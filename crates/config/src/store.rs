//! In-Memory Collaborator Store
//!
//! Serves bot definitions and session contexts from memory. Every update
//! replaces a whole `Arc<BotDefinition>`, so a reader holding the previous
//! snapshot keeps a consistent view.

use async_trait::async_trait;
use parking_lot::RwLock;
use std::collections::HashMap;
use std::sync::Arc;

use bot_nlu_core::{
    ContextStore, ConversationContext, DefinitionStore, EntityDefinition, IntentDefinition,
    NluError, Result, Topic, TopicRegistry,
};

use crate::bot::BotDefinition;

/// Definition store, topic registry and session store backed by memory
#[derive(Default)]
pub struct InMemoryBotStore {
    bots: RwLock<HashMap<String, Arc<BotDefinition>>>,
    sessions: RwLock<HashMap<(String, String), ConversationContext>>,
}

impl InMemoryBotStore {
    pub fn new() -> Self {
        Self::default()
    }

    /// Store seeded with one bot
    pub fn with_bot(definition: BotDefinition) -> Self {
        let store = Self::new();
        store.insert_bot(definition);
        store
    }

    /// Insert or replace a bot definition
    pub fn insert_bot(&self, definition: BotDefinition) {
        let bot_id = definition.bot_id.clone();
        self.bots.write().insert(bot_id, Arc::new(definition));
    }

    /// Remove a bot and all its sessions
    pub fn remove_bot(&self, bot_id: &str) -> Option<Arc<BotDefinition>> {
        self.sessions.write().retain(|(bot, _), _| bot != bot_id);
        self.bots.write().remove(bot_id)
    }

    /// Current snapshot of a bot definition
    pub fn bot(&self, bot_id: &str) -> Option<Arc<BotDefinition>> {
        self.bots.read().get(bot_id).cloned()
    }

    /// Replace the topics of a bot, as a flow edit would
    pub fn replace_topics(&self, bot_id: &str, topics: Vec<Topic>) -> Result<()> {
        self.update(bot_id, |def| def.topics = topics)
    }

    /// Replace the intents of a bot
    pub fn replace_intents(&self, bot_id: &str, intents: Vec<IntentDefinition>) -> Result<()> {
        self.update(bot_id, |def| def.intents = intents)
    }

    /// Replace the entities of a bot
    pub fn replace_entities(&self, bot_id: &str, entities: Vec<EntityDefinition>) -> Result<()> {
        self.update(bot_id, |def| def.entities = entities)
    }

    /// Write a session context, as the external dialog executor would
    pub fn set_context(&self, bot_id: &str, session_id: &str, context: ConversationContext) {
        self.sessions
            .write()
            .insert((bot_id.to_string(), session_id.to_string()), context);
    }

    fn update(&self, bot_id: &str, apply: impl FnOnce(&mut BotDefinition)) -> Result<()> {
        let mut bots = self.bots.write();
        let current = bots.get(bot_id).ok_or_else(|| unknown_bot(bot_id))?;
        let mut next = BotDefinition::clone(current);
        apply(&mut next);
        bots.insert(bot_id.to_string(), Arc::new(next));
        Ok(())
    }

    fn require(&self, bot_id: &str) -> Result<Arc<BotDefinition>> {
        self.bot(bot_id).ok_or_else(|| unknown_bot(bot_id))
    }
}

fn unknown_bot(bot_id: &str) -> NluError {
    NluError::Store(format!("unknown bot '{}'", bot_id))
}

#[async_trait]
impl DefinitionStore for InMemoryBotStore {
    async fn intent_definitions(&self, bot_id: &str) -> Result<Vec<IntentDefinition>> {
        Ok(self.require(bot_id)?.intents.clone())
    }

    async fn entity_definitions(&self, bot_id: &str) -> Result<Vec<EntityDefinition>> {
        Ok(self.require(bot_id)?.entities.clone())
    }
}

#[async_trait]
impl TopicRegistry for InMemoryBotStore {
    async fn list_topics(&self, bot_id: &str) -> Result<Vec<Topic>> {
        Ok(self.require(bot_id)?.topics.clone())
    }
}

#[async_trait]
impl ContextStore for InMemoryBotStore {
    async fn context(&self, bot_id: &str, session_id: &str) -> Result<ConversationContext> {
        Ok(self
            .sessions
            .read()
            .get(&(bot_id.to_string(), session_id.to_string()))
            .cloned()
            .unwrap_or_default())
    }
}
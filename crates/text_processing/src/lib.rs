//! Text processing for the bot NLU core
//!
//! Features:
//! - Utterance normalization shared by deterministic matchers
//! - Exact utterance-to-intent matching
//! - Pattern and list entity extraction with located spans

pub mod entities;
pub mod exact_match;
pub mod normalization;

pub use entities::{
    extract_entities, extract_list_entities, extract_pattern_entities, CompiledEntities,
};
pub use exact_match::ExactMatcher;
pub use normalization::normalize_utterance;
//! Centralized defaults for the NLU core
//!
//! Single source of truth for tunables that have a default in settings and are
//! also referenced by tests and tooling.

/// Statistical classifier defaults
pub mod classifier {
    /// Candidates requested from the engine per prediction
    pub const DEFAULT_NUM_CANDIDATES: usize = 5;

    /// Confidence of the "none" sentinel returned when the engine yields no
    /// parseable prediction. Kept at its historical value.
    pub const NONE_CONFIDENCE: f32 = 0.9999;

    /// Training epochs passed to the external trainer
    pub const DEFAULT_EPOCHS: u32 = 25;

    /// Learning rate passed to the external trainer
    pub const DEFAULT_LEARNING_RATE: f32 = 0.5;

    /// Word n-gram length passed to the external trainer
    pub const DEFAULT_WORD_NGRAMS: u32 = 2;

    /// Laplace smoothing of the in-process model
    pub const DEFAULT_SMOOTHING: f32 = 1.0;

    /// External trainer executable looked up on `PATH`
    pub const DEFAULT_BINARY: &str = "fasttext";
}

/// Decision engine defaults
pub mod engine {
    /// Predictions below this confidence count as "no intent"
    pub const MIN_INTENT_CONFIDENCE: f32 = 0.5;

    /// Capacity of the engine event broadcast channel
    pub const EVENT_BUFFER: usize = 100;
}

/// Environment overrides
pub mod env {
    /// Prefix of environment variables overriding settings,
    /// e.g. `BOT_NLU__ENGINE__MIN_INTENT_CONFIDENCE=0.7`
    pub const PREFIX: &str = "BOT_NLU";

    /// Separator between nested keys
    pub const SEPARATOR: &str = "__";
}
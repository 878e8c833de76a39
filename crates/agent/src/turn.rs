//! Turn state machine
//!
//! Every event walks `Idle → Listening → Resolving → Committed`. A turn that
//! aborts returns to `Idle`. Transitions are broadcast as engine events.

use serde::Serialize;
use std::sync::Arc;
use thiserror::Error;
use tokio::sync::broadcast;

use bot_nlu_core::Evidence;

/// Phase of the turn being processed for a session
#[derive(Debug, Clone, Copy, PartialEq, Eq, Hash, Serialize)]
#[serde(rename_all = "snake_case")]
pub enum TurnState {
    /// Waiting for an event
    Idle,
    /// Understanding the utterance
    Listening,
    /// Evaluating topics
    Resolving,
    /// Decision handed out; terminal for the event
    Committed,
}

impl TurnState {
    /// Whether `self → next` is a legal transition
    pub fn can_transition_to(self, next: TurnState) -> bool {
        use TurnState::*;
        matches!(
            (self, next),
            (Idle, Listening)
                | (Listening, Resolving)
                | (Resolving, Committed)
                | (Committed, Idle)
                | (Listening, Idle)
                | (Resolving, Idle)
        )
    }
}

impl std::fmt::Display for TurnState {
    fn fmt(&self, f: &mut std::fmt::Formatter<'_>) -> std::fmt::Result {
        let name = match self {
            Self::Idle => "idle",
            Self::Listening => "listening",
            Self::Resolving => "resolving",
            Self::Committed => "committed",
        };
        f.write_str(name)
    }
}

#[derive(Debug, Clone, PartialEq, Eq, Error)]
#[error("invalid turn transition {from} -> {to}")]
pub struct TurnError {
    pub from: TurnState,
    pub to: TurnState,
}

/// Events published by a bot runtime
#[derive(Debug, Clone)]
pub enum EngineEvent {
    /// A session's turn changed phase
    StateChanged {
        bot_id: String,
        session_id: String,
        old: TurnState,
        new: TurnState,
    },
    /// The engine selected a new topic for a session
    Resolved {
        bot_id: String,
        session_id: String,
        topic: String,
        evidence: Arc<Evidence>,
    },
    /// Cached topics were dropped after a flow change
    TopicsInvalidated { bot_id: String },
}

/// One event's walk through the state machine
pub struct Turn {
    bot_id: String,
    session_id: String,
    state: TurnState,
    events: broadcast::Sender<EngineEvent>,
}

impl Turn {
    pub fn new(
        bot_id: impl Into<String>,
        session_id: impl Into<String>,
        events: broadcast::Sender<EngineEvent>,
    ) -> Self {
        Self {
            bot_id: bot_id.into(),
            session_id: session_id.into(),
            state: TurnState::Idle,
            events,
        }
    }

    pub fn state(&self) -> TurnState {
        self.state
    }

    /// Move to `next`, publishing the change
    pub fn advance(&mut self, next: TurnState) -> Result<(), TurnError> {
        if !self.state.can_transition_to(next) {
            return Err(TurnError {
                from: self.state,
                to: next,
            });
        }

        let old = std::mem::replace(&mut self.state, next);
        tracing::debug!(
            bot_id = %self.bot_id,
            session_id = %self.session_id,
            old = %old,
            new = %next,
            "Turn state changed"
        );
        // No subscribers is fine
        let _ = self.events.send(EngineEvent::StateChanged {
            bot_id: self.bot_id.clone(),
            session_id: self.session_id.clone(),
            old,
            new: next,
        });
        Ok(())
    }

    /// Return to `Idle` after a failure; no-op when already idle
    pub fn abort(&mut self) {
        if self.state != TurnState::Idle {
            // Every non-idle state may fall back to idle
            let _ = self.advance(TurnState::Idle);
        }
    }
}
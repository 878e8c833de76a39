//! Utterance understanding
//!
//! Compiled per-bot NLU state: exact matcher, entities and the intent
//! definitions used to scope predictions by context. Rebuilt whole on a
//! definition change and swapped in as one `Arc`.

use bot_nlu_classifier::IntentClassifier;
use bot_nlu_config::EngineSettings;
use bot_nlu_core::{
    sort_predictions, EntityDefinition, IntentDefinition, Language, NluError, Prediction,
    Understanding,
};
use bot_nlu_text_processing::{CompiledEntities, ExactMatcher};

/// Compiled definitions of one bot
pub struct NluPipeline {
    intents: Vec<IntentDefinition>,
    matcher: ExactMatcher,
    entities: CompiledEntities,
}

impl NluPipeline {
    pub fn build(intents: Vec<IntentDefinition>, entities: &[EntityDefinition]) -> Self {
        let matcher = ExactMatcher::new(&intents);
        let entities = CompiledEntities::compile(entities);
        Self {
            intents,
            matcher,
            entities,
        }
    }

    pub fn intents(&self) -> &[IntentDefinition] {
        &self.intents
    }

    /// Entity definitions that failed to compile
    pub fn skipped_entities(&self) -> &[NluError] {
        self.entities.skipped()
    }

    /// Run the NLU stages on one utterance.
    ///
    /// The exact matcher short-circuits the classifier. Entity extraction
    /// runs either way. A failed prediction degrades to no intent.
    pub async fn understand(
        &self,
        text: &str,
        language: &Language,
        active_contexts: &[String],
        classifier: Option<&IntentClassifier>,
        settings: &EngineSettings,
        num_candidates: usize,
    ) -> Understanding {
        if settings.exact_match {
            if let Some(prediction) = self.matcher.exact_match(text, active_contexts) {
                return Understanding {
                    language: language.clone(),
                    intent: Some(prediction.clone()),
                    predictions: vec![prediction],
                    entities: self.entities.extract(text),
                    exact_match: true,
                    model_id: None,
                };
            }
        }

        let extract = async { self.entities.extract(text) };
        let classify = async {
            match classifier {
                Some(classifier) => Some(classifier.predict_with_model(text, num_candidates).await),
                None => None,
            }
        };
        let (entities, classified) = tokio::join!(extract, classify);

        let (predictions, model_id) = match classified {
            Some(Ok((predictions, model_id))) => {
                (self.scope(predictions, active_contexts), Some(model_id))
            }
            Some(Err(e)) => {
                metrics::counter!("bot_nlu_degraded_predictions_total").increment(1);
                tracing::warn!(language = %language, error = %e, "Prediction failed, no intent this turn");
                (Vec::new(), None)
            }
            None => (Vec::new(), None),
        };

        let intent = predictions
            .first()
            .filter(|p| !p.is_none_intent() && p.confidence >= settings.min_intent_confidence)
            .cloned();

        Understanding {
            language: language.clone(),
            intent,
            predictions,
            entities,
            exact_match: false,
            model_id: model_id.map(|id| id.to_string()),
        }
    }

    /// Keep predictions for intents active in `active_contexts`, tagging
    /// each with its resolved context
    fn scope(&self, predictions: Vec<Prediction>, active_contexts: &[String]) -> Vec<Prediction> {
        let mut scoped: Vec<Prediction> = predictions
            .into_iter()
            .filter_map(|prediction| {
                if prediction.is_none_intent() {
                    return Some(prediction);
                }
                let intent = self.intents.iter().find(|i| i.name == prediction.name)?;
                if !intent.in_contexts(active_contexts) {
                    return None;
                }
                let context = intent.resolve_context(active_contexts);
                Some(prediction.with_context(context))
            })
            .collect();
        sort_predictions(&mut scoped);
        scoped
    }
}
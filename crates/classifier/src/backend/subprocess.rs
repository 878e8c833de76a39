//! External fastText-compatible binary
//!
//! Training writes the label-prefixed file into the caller's scratch
//! directory and runs `supervised`. Loading copies the artifact to a fresh
//! temporary file owned by the returned model, so a newer load never touches
//! a file an in-flight prediction is reading.

use async_trait::async_trait;
use std::io::Write;
use std::path::{Path, PathBuf};
use std::process::Output;
use std::sync::Arc;
use tempfile::NamedTempFile;
use tokio::process::Command;

use bot_nlu_config::ClassifierSettings;
use bot_nlu_core::{NluError, Prediction, Result};

use super::{ClassifierBackend, TrainedModel};
use crate::training_set::{parse_predictions, TrainingSet, LINE_ENDING};

/// Backend driving an external trainer binary
#[derive(Debug, Clone)]
pub struct SubprocessBackend {
    binary: PathBuf,
    epochs: u32,
    learning_rate: f32,
    word_ngrams: u32,
    scratch_dir: Option<PathBuf>,
}

impl SubprocessBackend {
    pub fn new(binary: impl Into<PathBuf>) -> Self {
        let defaults = ClassifierSettings::default();
        Self {
            binary: binary.into(),
            epochs: defaults.epochs,
            learning_rate: defaults.learning_rate,
            word_ngrams: defaults.word_ngrams,
            scratch_dir: None,
        }
    }

    pub fn from_settings(settings: &ClassifierSettings) -> Self {
        Self {
            binary: settings.binary_path.clone(),
            epochs: settings.epochs,
            learning_rate: settings.learning_rate,
            word_ngrams: settings.word_ngrams,
            scratch_dir: settings.scratch_dir.clone(),
        }
    }

    /// Write `bytes` to a fresh scratch file on the blocking pool
    async fn write_temp(&self, suffix: &'static str, bytes: Vec<u8>) -> Result<NamedTempFile> {
        let scratch_dir = self.scratch_dir.clone();
        tokio::task::spawn_blocking(move || -> Result<NamedTempFile> {
            let mut builder = tempfile::Builder::new();
            builder.prefix("bot-nlu-").suffix(suffix);
            let mut file = match &scratch_dir {
                Some(dir) => builder.tempfile_in(dir)?,
                None => builder.tempfile()?,
            };
            file.write_all(&bytes)?;
            file.flush()?;
            Ok(file)
        })
        .await
        .map_err(|e| NluError::Io(std::io::Error::new(std::io::ErrorKind::Other, e)))?
    }
}

#[async_trait]
impl ClassifierBackend for SubprocessBackend {
    fn name(&self) -> &'static str {
        "subprocess"
    }

    async fn train(&self, set: &TrainingSet, workdir: &Path) -> Result<Vec<u8>> {
        let input = workdir.join("train.txt");
        let prefix = workdir.join("model");
        tokio::fs::write(&input, set.render()).await?;

        tracing::debug!(
            binary = %self.binary.display(),
            examples = set.len(),
            workdir = %workdir.display(),
            "Running external trainer"
        );

        let output = Command::new(&self.binary)
            .arg("supervised")
            .arg("-input")
            .arg(&input)
            .arg("-output")
            .arg(&prefix)
            .arg("-epoch")
            .arg(self.epochs.to_string())
            .arg("-lr")
            .arg(self.learning_rate.to_string())
            .arg("-wordNgrams")
            .arg(self.word_ngrams.to_string())
            .kill_on_drop(true)
            .output()
            .await
            .map_err(|e| {
                NluError::TrainingFailed(format!("cannot run {}: {}", self.binary.display(), e))
            })?;
        check_status(&output).map_err(NluError::TrainingFailed)?;

        tokio::fs::read(prefix.with_extension("bin"))
            .await
            .map_err(|e| NluError::TrainingFailed(format!("model file missing: {}", e)))
    }

    async fn load(&self, artifact: &[u8]) -> Result<Arc<dyn TrainedModel>> {
        if artifact.is_empty() {
            return Err(NluError::Serialization("empty model artifact".into()));
        }

        let file = self.write_temp(".bin", artifact.to_vec()).await?;

        Ok(Arc::new(ExternalModel {
            backend: self.clone(),
            file,
        }))
    }
}

/// Model file kept alive for as long as anyone holds the model
struct ExternalModel {
    backend: SubprocessBackend,
    file: NamedTempFile,
}

#[async_trait]
impl TrainedModel for ExternalModel {
    async fn predict(&self, text: &str, k: usize) -> Result<Vec<Prediction>> {
        let line = text.split_whitespace().collect::<Vec<_>>().join(" ");
        let input = self
            .backend
            .write_temp(".txt", format!("{}{}", line, LINE_ENDING).into_bytes())
            .await?;

        let output = Command::new(&self.backend.binary)
            .arg("predict-prob")
            .arg(self.file.path())
            .arg(input.path())
            .arg(k.max(1).to_string())
            .kill_on_drop(true)
            .output()
            .await?;
        check_status(&output)
            .map_err(|e| NluError::Io(std::io::Error::new(std::io::ErrorKind::Other, e)))?;

        Ok(parse_predictions(&String::from_utf8_lossy(&output.stdout)))
    }
}

fn check_status(output: &Output) -> std::result::Result<(), String> {
    if output.status.success() {
        return Ok(());
    }
    let stderr = String::from_utf8_lossy(&output.stderr);
    Err(format!("exited with {}: {}", output.status, stderr.trim()))
}
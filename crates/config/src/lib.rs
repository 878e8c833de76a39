//! Configuration for the bot NLU core
//!
//! - `settings`: layered runtime settings (defaults, file, environment)
//! - `constants`: defaults shared across crates
//! - `bot`: bot definition files (intents, entities, topics)
//! - `store`: in-memory implementations of the collaborator traits

pub mod bot;
pub mod constants;
pub mod settings;
pub mod store;

pub use bot::{BotDefinition, BotDefinitionError};
pub use settings::{BackendKind, ClassifierSettings, EngineSettings, LoggingSettings, NluSettings};
pub use store::InMemoryBotStore;
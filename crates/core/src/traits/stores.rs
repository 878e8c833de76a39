//! External collaborator interfaces
//!
//! The core never persists anything itself. It reads intent/entity
//! definitions, topics and conversation context through these traits, and the
//! host decides where they live.
//!
//! # Example
//!
//! ```ignore
//! let intents = store.intent_definitions("support-bot").await?;
//! let topics = registry.list_topics("support-bot").await?;
//! let context = sessions.context("support-bot", "session-42").await?;
//! ```

use async_trait::async_trait;

use crate::domain::{ConversationContext, EntityDefinition, IntentDefinition, Topic};
use crate::Result;

/// Read-only store of intent and entity definitions per bot
#[async_trait]
pub trait DefinitionStore: Send + Sync {
    /// Intents in definition order
    async fn intent_definitions(&self, bot_id: &str) -> Result<Vec<IntentDefinition>>;

    /// Entities in definition order
    async fn entity_definitions(&self, bot_id: &str) -> Result<Vec<EntityDefinition>>;
}

/// Topic registry populated by plugins
#[async_trait]
pub trait TopicRegistry: Send + Sync {
    /// Topics in registration order
    async fn list_topics(&self, bot_id: &str) -> Result<Vec<Topic>>;
}

/// Read access to the session store
#[async_trait]
pub trait ContextStore: Send + Sync {
    /// Current context of a conversation; a fresh session yields the default
    async fn context(&self, bot_id: &str, session_id: &str) -> Result<ConversationContext>;
}
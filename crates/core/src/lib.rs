//! Core types for the bot NLU and dialog decision core
//!
//! Holds the domain model, the workspace error type and the traits through
//! which the core talks to its external collaborators (definition store, topic
//! registry, session store).

pub mod domain;
pub mod error;
pub mod language;
pub mod traits;

pub use domain::*;
pub use error::{NluError, Result};
pub use language::Language;
pub use traits::{ContextStore, DefinitionStore, TopicRegistry};
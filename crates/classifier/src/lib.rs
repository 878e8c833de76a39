//! Statistical intent classification
//!
//! Features:
//! - Label-prefixed training-set format and engine output parsing
//! - Content-derived model ids
//! - Pluggable backends: in-process naive Bayes or an external binary
//! - Per-bot, per-language classifier with atomic model swap
//! - Background training keyed by (bot, language) with cancellation

pub mod backend;
pub mod classifier;
pub mod model_id;
pub mod scheduler;
pub mod training_set;

pub use backend::{
    backend_from_settings, ClassifierBackend, InProcessBackend, SubprocessBackend, TrainedModel,
};
pub use classifier::{ActiveModel, IntentClassifier, ModelArtifact};
pub use model_id::ModelId;
pub use scheduler::{TrainingHandle, TrainingKey, TrainingScheduler};
pub use training_set::{parse_predictions, TrainingExample, TrainingSet, LABEL_PREFIX};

What you will do =>
Please output exactly the lines from the one containing "pub use model_id::ModelId;" through the end of the records, both included.

Response below =>
pub use model_id::ModelId;
pub use scheduler::{TrainingHandle, TrainingKey, TrainingScheduler};
pub use training_set::{parse_predictions, TrainingExample, TrainingSet, LABEL_PREFIX};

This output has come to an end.